WTF is 'Number portability service charge' on your phone bill?

I live in CA and my provider is Pacific Bell. I have a charge listed as above at .34 per month for such an item. I can’t seem to get a straight answer from Pacific Bell. Their ‘explanation’ was that it’s a charge to insure you’ll be able to take your same phone number with you when you move. WTF, if I leave CA, I doubt if I could take the ‘same number’ with me to another city/state/country?

Is this a ripoff or what?

Thanks for the Straight Dope on this!

PV

<<Their ‘explanation’ was that it’s a charge to insure you’ll be able to take your same phone number with you when you move. WTF, if I leave CA, I doubt if I could take the ‘same number’ with me to another city/state/country?>>

Yes, but if you move within the city, they can reassign your phone number to the new phone line wherever your new place is. Lots of folks move only a few blocks or miles, because they can’t afford their rent, roommates change, children are born, or jobs demand it.

Corr

From the FCC website.

It has to do with deregulation of local phone service. So that you can keep your same phone number should you switch local providers:

http://www.fcc.gov/Bureaus/Common_Carrier/Factsheets/portable.html

I’ve lived in this house for 33 years (since 1968), and I really don’t plan on moving. Seems that this charge could be ‘dropped’ by anyone who has paid into it a couple of years and not moved and doesn’t plan to.

Ok on another tack, CA has 32 mil citizens, say one third have phones or apx. 10 mil people. .34 times ten mil each month? An that’s just one state, a big state, but still only one of 50. I think even Bill Gates would like guaranteed income like that. I still think it’s a bullshit/ripoff charge invented by the phone companies.
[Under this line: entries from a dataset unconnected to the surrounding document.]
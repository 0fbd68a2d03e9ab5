//! Network value objects shared by the validator and the reconciler.
//!
//! Every type here validates on construction, so a value that exists is a
//! value that can be written to a lease file or an authentication store.

use std::fmt;
use std::net::Ipv4Addr;
use std::str::FromStr;

use thiserror::Error;

/// Network validation error.
#[derive(Debug, Error, Clone, PartialEq, Eq)]
pub enum NetworkError {
    #[error("invalid VLAN id: {0} (must be 1-4094)")]
    InvalidVlanId(i64),

    #[error("invalid CIDR notation: {0}")]
    InvalidCidr(String),

    #[error("invalid prefix length: {0} (must be 0-32)")]
    InvalidPrefixLength(u8),

    #[error("{0} has host bits set")]
    HostBitsSet(String),

    #[error("invalid MAC address format: {0}")]
    InvalidMacAddress(String),

    #[error("invalid hostname: {0}")]
    InvalidHostname(String),
}

/// IEEE 802.1Q VLAN tag. 0 and 4095 are reserved.
#[derive(Debug, Clone, Copy, PartialEq, Eq, PartialOrd, Ord, Hash)]
pub struct VlanId(u16);

impl VlanId {
    pub const MIN: u16 = 1;
    pub const MAX: u16 = 4094;

    pub fn new(id: i64) -> Result<Self, NetworkError> {
        if id < i64::from(Self::MIN) || id > i64::from(Self::MAX) {
            return Err(NetworkError::InvalidVlanId(id));
        }
        Ok(Self(id as u16))
    }

    pub fn value(&self) -> u16 {
        self.0
    }
}

impl fmt::Display for VlanId {
    fn fmt(&self, f: &mut fmt::Formatter<'_>) -> fmt::Result {
        write!(f, "{}", self.0)
    }
}

impl TryFrom<u16> for VlanId {
    type Error = NetworkError;

    fn try_from(value: u16) -> Result<Self, Self::Error> {
        Self::new(i64::from(value))
    }
}

/// 48-bit hardware address.
///
/// Accepted input forms, case-insensitive:
/// - six groups of one or two hex digits separated by `:` or `-`
/// - three groups of four hex digits separated by `.`
/// - twelve bare hex digits
///
/// `Display` renders the canonical colon-separated lowercase form used in
/// lease files; [`MacAddress::bare`] renders the separator-less form used as
/// the RADIUS username.
#[derive(Debug, Clone, Copy, PartialEq, Eq, PartialOrd, Ord, Hash)]
pub struct MacAddress([u8; 6]);

impl MacAddress {
    pub fn new(mac: impl AsRef<str>) -> Result<Self, NetworkError> {
        let mac = mac.as_ref();
        let invalid = || NetworkError::InvalidMacAddress(mac.to_string());

        let groups: Vec<&str> = if mac.contains([':', '-']) {
            mac.split([':', '-']).collect()
        } else if mac.contains('.') {
            mac.split('.').collect()
        } else {
            vec![mac]
        };

        let digits = match groups.len() {
            6 if groups.iter().all(|g| (1..=2).contains(&g.len())) => groups
                .iter()
                .map(|g| format!("{g:0>2}"))
                .collect::<String>(),
            3 if groups.iter().all(|g| g.len() == 4) => groups.concat(),
            1 if mac.len() == 12 => mac.to_string(),
            _ => return Err(invalid()),
        };

        if !digits.chars().all(|c| c.is_ascii_hexdigit()) {
            return Err(invalid());
        }

        let mut octets = [0u8; 6];
        for (i, chunk) in digits.as_bytes().chunks(2).enumerate() {
            let hex = std::str::from_utf8(chunk).map_err(|_| invalid())?;
            octets[i] = u8::from_str_radix(hex, 16).map_err(|_| invalid())?;
        }

        Ok(Self(octets))
    }

    pub fn from_octets(octets: [u8; 6]) -> Self {
        Self(octets)
    }

    pub fn octets(&self) -> [u8; 6] {
        self.0
    }

    /// Lowercase hex without separators, e.g. `aabbccddeeff`.
    pub fn bare(&self) -> String {
        self.0.iter().map(|b| format!("{b:02x}")).collect()
    }
}

impl fmt::Display for MacAddress {
    fn fmt(&self, f: &mut fmt::Formatter<'_>) -> fmt::Result {
        let [a, b, c, d, e, g] = self.0;
        write!(f, "{a:02x}:{b:02x}:{c:02x}:{d:02x}:{e:02x}:{g:02x}")
    }
}

impl FromStr for MacAddress {
    type Err = NetworkError;

    fn from_str(s: &str) -> Result<Self, Self::Err> {
        Self::new(s)
    }
}

/// IPv4 network in CIDR notation. The address part must be the network
/// address itself; `10.61.0.5/24` is rejected.
#[derive(Debug, Clone, Copy, PartialEq, Eq, Hash)]
pub struct Ipv4Network {
    network: Ipv4Addr,
    prefix: u8,
}

impl Ipv4Network {
    pub const MAX_PREFIX: u8 = 32;

    pub fn new(network: Ipv4Addr, prefix: u8) -> Result<Self, NetworkError> {
        if prefix > Self::MAX_PREFIX {
            return Err(NetworkError::InvalidPrefixLength(prefix));
        }
        let mask = prefix_mask(prefix);
        if u32::from(network) & !mask != 0 {
            return Err(NetworkError::HostBitsSet(format!("{network}/{prefix}")));
        }
        Ok(Self { network, prefix })
    }

    pub fn network(&self) -> Ipv4Addr {
        self.network
    }

    pub fn prefix(&self) -> u8 {
        self.prefix
    }

    pub fn contains(&self, addr: Ipv4Addr) -> bool {
        let mask = prefix_mask(self.prefix);
        u32::from(addr) & mask == u32::from(self.network)
    }
}

fn prefix_mask(prefix: u8) -> u32 {
    let right = u32::from(Ipv4Network::MAX_PREFIX - prefix);
    ((u64::from(u32::MAX) >> right) << right) as u32
}

impl fmt::Display for Ipv4Network {
    fn fmt(&self, f: &mut fmt::Formatter<'_>) -> fmt::Result {
        write!(f, "{}/{}", self.network, self.prefix)
    }
}

impl FromStr for Ipv4Network {
    type Err = NetworkError;

    fn from_str(s: &str) -> Result<Self, Self::Err> {
        let s = s.trim();
        let invalid = || NetworkError::InvalidCidr(s.to_string());
        let (addr, prefix) = match s.split_once('/') {
            Some((addr, prefix)) => (addr, prefix.parse::<u8>().map_err(|_| invalid())?),
            None => (s, Self::MAX_PREFIX),
        };
        let addr = Ipv4Addr::from_str(addr).map_err(|_| invalid())?;
        Self::new(addr, prefix)
    }
}

/// RFC 1123 host name: dot-separated labels of ASCII letters, digits and
/// inner hyphens.
#[derive(Debug, Clone, PartialEq, Eq, Hash)]
pub struct Hostname(String);

impl Hostname {
    pub const MAX_LENGTH: usize = 253;
    pub const MAX_LABEL_LENGTH: usize = 63;

    pub fn new(hostname: impl Into<String>) -> Result<Self, NetworkError> {
        let hostname = hostname.into();
        if hostname.is_empty()
            || hostname.len() > Self::MAX_LENGTH
            || !hostname.split('.').all(Self::is_valid_label)
        {
            return Err(NetworkError::InvalidHostname(hostname));
        }
        Ok(Self(hostname))
    }

    fn is_valid_label(label: &str) -> bool {
        !label.is_empty()
            && label.len() <= Self::MAX_LABEL_LENGTH
            && label.chars().all(|c| c.is_ascii_alphanumeric() || c == '-')
            && !label.starts_with('-')
            && !label.ends_with('-')
    }

    pub fn as_str(&self) -> &str {
        &self.0
    }
}

impl fmt::Display for Hostname {
    fn fmt(&self, f: &mut fmt::Formatter<'_>) -> fmt::Result {
        f.write_str(&self.0)
    }
}

#[cfg(test)]
mod tests {
    use super::*;

    #[test]
    fn test_vlan_id_range() {
        assert!(VlanId::new(1).is_ok());
        assert!(VlanId::new(4094).is_ok());
        assert!(VlanId::new(0).is_err());
        assert!(VlanId::new(4095).is_err());
        assert!(VlanId::new(-3).is_err());
    }

    #[test]
    fn test_mac_address_formats() {
        let expected = MacAddress::from_octets([0xaa, 0xbb, 0xcc, 0x0d, 0xee, 0xff]);
        for input in [
            "aa:bb:cc:0d:ee:ff",
            "AA-BB-CC-0D-EE-FF",
            "aa:bb:cc:d:ee:ff",
            "aabb.cc0d.eeff",
            "AABBCC0DEEFF",
        ] {
            assert_eq!(MacAddress::new(input).unwrap(), expected, "{input}");
        }
        assert_eq!(expected.to_string(), "aa:bb:cc:0d:ee:ff");
        assert_eq!(expected.bare(), "aabbcc0deeff");
    }

    #[test]
    fn test_mac_address_rejects_garbage() {
        for input in [
            "not-a-mac",
            "",
            "aa:bb:cc:dd:ee",
            "aa:bb:cc:dd:ee:ff:00",
            "gg:bb:cc:dd:ee:ff",
            "aabbccddeef",
            "+a:bb:cc:dd:ee:ff",
        ] {
            assert!(MacAddress::new(input).is_err(), "{input}");
        }
    }

    #[test]
    fn test_network_contains() {
        let net: Ipv4Network = "10.61.0.0/24".parse().unwrap();
        assert!(net.contains("10.61.0.5".parse().unwrap()));
        assert!(net.contains("10.61.0.255".parse().unwrap()));
        assert!(!net.contains("10.99.0.5".parse().unwrap()));
        assert_eq!(net.to_string(), "10.61.0.0/24");

        let any: Ipv4Network = "0.0.0.0/0".parse().unwrap();
        assert!(any.contains("192.168.1.1".parse().unwrap()));
    }

    #[test]
    fn test_network_rejects_bad_cidr() {
        assert!("10.61.0.5/24".parse::<Ipv4Network>().is_err());
        assert!("10.61.0.0/33".parse::<Ipv4Network>().is_err());
        assert!("10.61.0/24".parse::<Ipv4Network>().is_err());
        assert_eq!("10.61.0.7".parse::<Ipv4Network>().unwrap().prefix(), 32);
    }

    #[test]
    fn test_hostname_labels() {
        assert!(Hostname::new("web01").is_ok());
        assert!(Hostname::new("lab-pc.example.org").is_ok());
        assert!(Hostname::new("a").is_ok());
        assert!(Hostname::new("-lead").is_err());
        assert!(Hostname::new("trail-").is_err());
        assert!(Hostname::new("two..dots").is_err());
        assert!(Hostname::new("under_score").is_err());
        assert!(Hostname::new("x".repeat(64)).is_err());
    }
}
There are also a bunch of as my phone bill calls them ‘Taxes and Surcharges’

[ol]
[li]Charges for Network Access for Interstate Calling[/li][li]Federal Universal Service Fee[/li][li]CA High Cost Fund Surcharge (A and B)[/li][li]California Teleconnect Fund Surcharge[/li][li]Universal Lifeline Telephone Service Surcharge[/li][li]Rate Surcharge[/li][li]State Regulatory Fee[/li][li]CA Relay Service and Communications Devices Funds[/li][li]Tax (Fed, 911 and Local)[/li][/ol]

Guess they just ran out of ideas with #6 :smiley:

You don’t have to move - you could just change your local phone service provider. You might look at the bottom of that link I gave, which has a section entitled “My local telephone company is charging me for number portability. What options do I have?”. Unfortunately, the answer seems to boil down to “diddly-squat”.

<<I’ve lived in this house for 33 years (since 1968), and I really don’t plan on moving. Seems that this charge could be ‘dropped’ by anyone who has paid into it a couple of years and not moved and doesn’t plan to.
>>

Warning I may be overreacting.

I’ve only ever heard this sort of complaint from people who don’t want to pay for 911 or TTY service, because they’ve never called 911 and they don’t know any deaf people.

What about considering the charge you cite, $4 a year, as the price a more prosperous person like a homeowner pays to be able to consistently reach their less prosperous friends who might be forced to move when their apartment complex is sold or they move to a smaller apartment because they lost their job?

Corr, who won’t be in the situation of a 35 year homeowner for many, many years

It’s bullshit.

I moved 6 blocks and had to get a new phone number because I moved to a new “zone”. Apparently, the zones where your phones are portable are about a 4 block square area in downtown Chicago.

I have a feeling that we will have a class action suit to get rid of this charge. Can anyone say “inside line maintenance fee”? I got $75 for that one. Save your phone bills - class action suits require some proof that you were billed for the service in order to collect.

One of those fees really causes the ire of many conservatives because it was originally slapped on to pay for the Spanish-America war (circa 1898) and was never repealed.

The L.N.P.C. is more for switching local phone service then moving. If you switched from your local bell to mom and pop telco your local bell might not allow mom and pop to use your old number - this might be a reason to stay with your local bell. Now since we’re all paying the LNPC the local bell must release the number to mom and pop so you can maintain your number.

Now on to if you move - you could always have your old number but may be required to pay milage fees if you are out of the area - but if you move and switch your local service you now (thanks to your $0.34) maintain your old number.

You really can’t beat the phone company. Years ago I had to pay a $2.00 surcharge for a 911 service. Fine EXCEPT my town was split between Will County and Cook County. Since I lived in Will I could not access 911. So I had to pay for a service I could not use.

Actually now that I think of it, it would be fairer to make you pay IF you didn’t want a new number. In other words if you wanted to take your number you would have to pay 34¢ times each month you had that phone number to keep it. Otherwise you’d have to take a new number.

It’s like when the phone company says most people WANT their number listed. Given the choice if it was free I bet not many would.